EXERCISE GOAL
Select, from the data, each line where "Some" occurs.

- - - - - - -

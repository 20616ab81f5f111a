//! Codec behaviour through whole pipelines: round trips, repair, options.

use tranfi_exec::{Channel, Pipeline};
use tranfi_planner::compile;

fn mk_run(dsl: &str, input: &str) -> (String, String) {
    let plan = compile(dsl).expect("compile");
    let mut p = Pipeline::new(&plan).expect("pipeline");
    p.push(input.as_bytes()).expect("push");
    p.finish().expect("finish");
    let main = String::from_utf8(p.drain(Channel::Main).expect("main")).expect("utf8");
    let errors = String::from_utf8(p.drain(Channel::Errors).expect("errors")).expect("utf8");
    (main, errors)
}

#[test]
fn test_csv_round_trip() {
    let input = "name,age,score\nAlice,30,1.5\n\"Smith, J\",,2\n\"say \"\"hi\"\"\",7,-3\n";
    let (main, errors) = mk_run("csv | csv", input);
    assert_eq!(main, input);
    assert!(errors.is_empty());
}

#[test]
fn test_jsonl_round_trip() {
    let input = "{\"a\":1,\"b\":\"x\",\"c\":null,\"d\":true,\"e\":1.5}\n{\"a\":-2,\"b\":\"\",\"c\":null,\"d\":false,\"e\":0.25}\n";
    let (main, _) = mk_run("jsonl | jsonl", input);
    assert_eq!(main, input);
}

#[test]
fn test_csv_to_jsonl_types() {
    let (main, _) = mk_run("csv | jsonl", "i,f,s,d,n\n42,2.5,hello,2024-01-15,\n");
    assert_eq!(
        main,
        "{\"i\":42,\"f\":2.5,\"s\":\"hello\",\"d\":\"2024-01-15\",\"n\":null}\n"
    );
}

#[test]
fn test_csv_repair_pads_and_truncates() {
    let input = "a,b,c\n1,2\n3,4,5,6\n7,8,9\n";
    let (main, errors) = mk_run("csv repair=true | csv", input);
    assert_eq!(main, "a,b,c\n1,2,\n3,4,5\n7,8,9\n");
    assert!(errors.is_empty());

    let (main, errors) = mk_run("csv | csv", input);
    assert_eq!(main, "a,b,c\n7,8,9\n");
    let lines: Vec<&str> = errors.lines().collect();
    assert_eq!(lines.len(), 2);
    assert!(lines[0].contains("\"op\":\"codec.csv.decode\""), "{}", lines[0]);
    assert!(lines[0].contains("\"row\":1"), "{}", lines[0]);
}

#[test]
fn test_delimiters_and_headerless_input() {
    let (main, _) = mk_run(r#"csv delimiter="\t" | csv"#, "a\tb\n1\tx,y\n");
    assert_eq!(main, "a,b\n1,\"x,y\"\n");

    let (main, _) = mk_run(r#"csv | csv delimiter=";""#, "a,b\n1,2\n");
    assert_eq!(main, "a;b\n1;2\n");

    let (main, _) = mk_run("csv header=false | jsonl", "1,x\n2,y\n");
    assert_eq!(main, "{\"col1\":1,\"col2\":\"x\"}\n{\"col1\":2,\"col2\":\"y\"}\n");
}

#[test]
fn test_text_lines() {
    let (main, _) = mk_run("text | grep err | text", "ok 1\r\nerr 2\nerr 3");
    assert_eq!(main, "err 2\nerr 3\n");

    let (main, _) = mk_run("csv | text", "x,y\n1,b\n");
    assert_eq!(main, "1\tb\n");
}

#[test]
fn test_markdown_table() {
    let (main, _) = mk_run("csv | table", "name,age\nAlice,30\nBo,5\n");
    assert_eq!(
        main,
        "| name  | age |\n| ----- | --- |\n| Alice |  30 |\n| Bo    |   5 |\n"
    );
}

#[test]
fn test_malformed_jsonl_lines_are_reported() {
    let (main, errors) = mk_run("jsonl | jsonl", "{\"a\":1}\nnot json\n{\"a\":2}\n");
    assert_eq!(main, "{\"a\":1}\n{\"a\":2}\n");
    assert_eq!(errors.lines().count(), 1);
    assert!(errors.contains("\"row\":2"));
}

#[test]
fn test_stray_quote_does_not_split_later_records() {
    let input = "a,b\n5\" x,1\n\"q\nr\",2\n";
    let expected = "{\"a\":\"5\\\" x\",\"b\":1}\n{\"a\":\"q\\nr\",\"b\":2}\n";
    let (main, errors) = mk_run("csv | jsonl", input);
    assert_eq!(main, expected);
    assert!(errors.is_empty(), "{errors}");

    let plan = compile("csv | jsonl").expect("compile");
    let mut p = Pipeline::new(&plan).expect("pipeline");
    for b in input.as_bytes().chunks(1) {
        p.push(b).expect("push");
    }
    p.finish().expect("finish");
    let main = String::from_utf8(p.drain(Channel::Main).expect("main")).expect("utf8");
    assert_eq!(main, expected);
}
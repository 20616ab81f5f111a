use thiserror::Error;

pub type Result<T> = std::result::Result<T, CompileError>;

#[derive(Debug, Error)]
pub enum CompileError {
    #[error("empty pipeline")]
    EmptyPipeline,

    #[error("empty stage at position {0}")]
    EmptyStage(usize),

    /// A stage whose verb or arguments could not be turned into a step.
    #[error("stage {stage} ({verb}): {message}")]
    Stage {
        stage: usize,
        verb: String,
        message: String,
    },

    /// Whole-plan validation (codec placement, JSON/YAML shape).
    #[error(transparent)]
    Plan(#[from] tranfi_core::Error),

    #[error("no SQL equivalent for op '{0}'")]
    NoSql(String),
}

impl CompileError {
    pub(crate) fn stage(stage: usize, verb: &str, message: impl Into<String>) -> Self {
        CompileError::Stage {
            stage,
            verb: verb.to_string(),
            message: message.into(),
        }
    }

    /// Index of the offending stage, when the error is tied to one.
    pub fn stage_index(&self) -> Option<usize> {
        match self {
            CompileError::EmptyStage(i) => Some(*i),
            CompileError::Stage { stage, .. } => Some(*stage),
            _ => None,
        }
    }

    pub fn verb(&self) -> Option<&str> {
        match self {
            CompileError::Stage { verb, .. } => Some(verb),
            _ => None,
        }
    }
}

- - - - - - -

TASK RESPONSE
            CompileError::EmptyStage(i) => Some(*i),
            CompileError::Stage { stage, .. } => Some(*stage),
            CompileError::Stage { verb, .. } => Some(verb),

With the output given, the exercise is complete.